* What this task involves:
Tally the lines in the entries below where the string "CryptoError" occurs. Reply with the total alone.
---------- Supplied information
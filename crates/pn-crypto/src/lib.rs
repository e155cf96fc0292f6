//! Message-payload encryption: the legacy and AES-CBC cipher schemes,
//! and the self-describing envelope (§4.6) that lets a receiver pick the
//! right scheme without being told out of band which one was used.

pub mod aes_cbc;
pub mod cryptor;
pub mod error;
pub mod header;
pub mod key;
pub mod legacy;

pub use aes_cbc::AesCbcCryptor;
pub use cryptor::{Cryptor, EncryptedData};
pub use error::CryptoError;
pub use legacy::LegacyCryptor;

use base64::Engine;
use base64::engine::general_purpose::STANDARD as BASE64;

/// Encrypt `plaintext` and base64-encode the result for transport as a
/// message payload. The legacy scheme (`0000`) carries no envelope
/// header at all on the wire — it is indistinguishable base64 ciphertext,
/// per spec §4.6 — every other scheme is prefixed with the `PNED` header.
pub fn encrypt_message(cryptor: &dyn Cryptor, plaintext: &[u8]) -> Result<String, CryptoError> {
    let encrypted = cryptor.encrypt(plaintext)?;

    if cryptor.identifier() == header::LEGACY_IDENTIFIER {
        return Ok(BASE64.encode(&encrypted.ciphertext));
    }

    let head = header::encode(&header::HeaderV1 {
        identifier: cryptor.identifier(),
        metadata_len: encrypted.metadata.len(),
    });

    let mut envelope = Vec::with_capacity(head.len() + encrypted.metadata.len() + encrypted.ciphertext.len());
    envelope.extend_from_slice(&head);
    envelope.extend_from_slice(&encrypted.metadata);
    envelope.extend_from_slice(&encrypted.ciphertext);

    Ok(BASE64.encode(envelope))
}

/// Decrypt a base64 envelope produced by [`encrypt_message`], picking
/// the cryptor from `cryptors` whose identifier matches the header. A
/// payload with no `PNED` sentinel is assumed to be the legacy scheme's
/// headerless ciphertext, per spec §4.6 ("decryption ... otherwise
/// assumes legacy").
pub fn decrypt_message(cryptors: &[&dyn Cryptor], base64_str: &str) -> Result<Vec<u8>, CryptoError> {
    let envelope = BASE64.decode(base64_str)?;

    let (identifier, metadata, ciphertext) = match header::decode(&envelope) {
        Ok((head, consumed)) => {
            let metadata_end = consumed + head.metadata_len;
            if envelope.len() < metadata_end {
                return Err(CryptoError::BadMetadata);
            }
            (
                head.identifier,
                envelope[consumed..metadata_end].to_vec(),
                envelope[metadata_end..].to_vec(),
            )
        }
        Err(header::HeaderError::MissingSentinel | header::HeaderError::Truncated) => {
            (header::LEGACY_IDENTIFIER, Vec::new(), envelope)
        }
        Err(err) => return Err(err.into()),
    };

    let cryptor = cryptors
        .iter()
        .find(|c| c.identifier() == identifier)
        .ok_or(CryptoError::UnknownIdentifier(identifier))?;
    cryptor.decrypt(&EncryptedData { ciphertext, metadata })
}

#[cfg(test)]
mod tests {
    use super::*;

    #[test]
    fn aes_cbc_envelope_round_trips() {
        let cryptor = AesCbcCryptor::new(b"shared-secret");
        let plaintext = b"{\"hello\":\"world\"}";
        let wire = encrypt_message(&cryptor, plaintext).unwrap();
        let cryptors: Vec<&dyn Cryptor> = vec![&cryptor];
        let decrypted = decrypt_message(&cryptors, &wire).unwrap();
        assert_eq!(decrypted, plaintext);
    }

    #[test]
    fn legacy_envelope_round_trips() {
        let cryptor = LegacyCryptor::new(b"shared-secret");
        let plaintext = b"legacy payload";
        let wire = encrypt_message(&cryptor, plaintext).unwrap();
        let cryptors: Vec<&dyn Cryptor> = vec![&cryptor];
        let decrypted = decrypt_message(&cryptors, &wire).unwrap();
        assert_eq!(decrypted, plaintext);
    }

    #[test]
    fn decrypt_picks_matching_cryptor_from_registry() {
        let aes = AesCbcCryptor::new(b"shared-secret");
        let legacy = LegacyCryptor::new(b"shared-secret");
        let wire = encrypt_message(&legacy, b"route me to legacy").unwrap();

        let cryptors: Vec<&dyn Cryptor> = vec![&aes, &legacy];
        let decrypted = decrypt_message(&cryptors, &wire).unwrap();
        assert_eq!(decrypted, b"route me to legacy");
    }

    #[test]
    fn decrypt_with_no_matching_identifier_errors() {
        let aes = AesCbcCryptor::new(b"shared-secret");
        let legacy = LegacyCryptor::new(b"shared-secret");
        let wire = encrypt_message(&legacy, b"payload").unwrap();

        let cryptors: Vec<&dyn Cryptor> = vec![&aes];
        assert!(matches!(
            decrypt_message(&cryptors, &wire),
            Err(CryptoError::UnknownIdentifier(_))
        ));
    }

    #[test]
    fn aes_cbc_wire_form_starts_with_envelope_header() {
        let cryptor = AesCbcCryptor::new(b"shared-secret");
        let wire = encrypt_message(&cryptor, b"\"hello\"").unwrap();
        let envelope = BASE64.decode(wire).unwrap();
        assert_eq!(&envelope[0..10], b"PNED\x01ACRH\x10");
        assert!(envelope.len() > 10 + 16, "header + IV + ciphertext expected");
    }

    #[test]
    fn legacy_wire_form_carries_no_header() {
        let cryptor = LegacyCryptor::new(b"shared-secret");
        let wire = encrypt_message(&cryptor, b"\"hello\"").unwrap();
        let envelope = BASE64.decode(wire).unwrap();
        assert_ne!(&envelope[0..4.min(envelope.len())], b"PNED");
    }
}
--------------------
* Problem solution:
6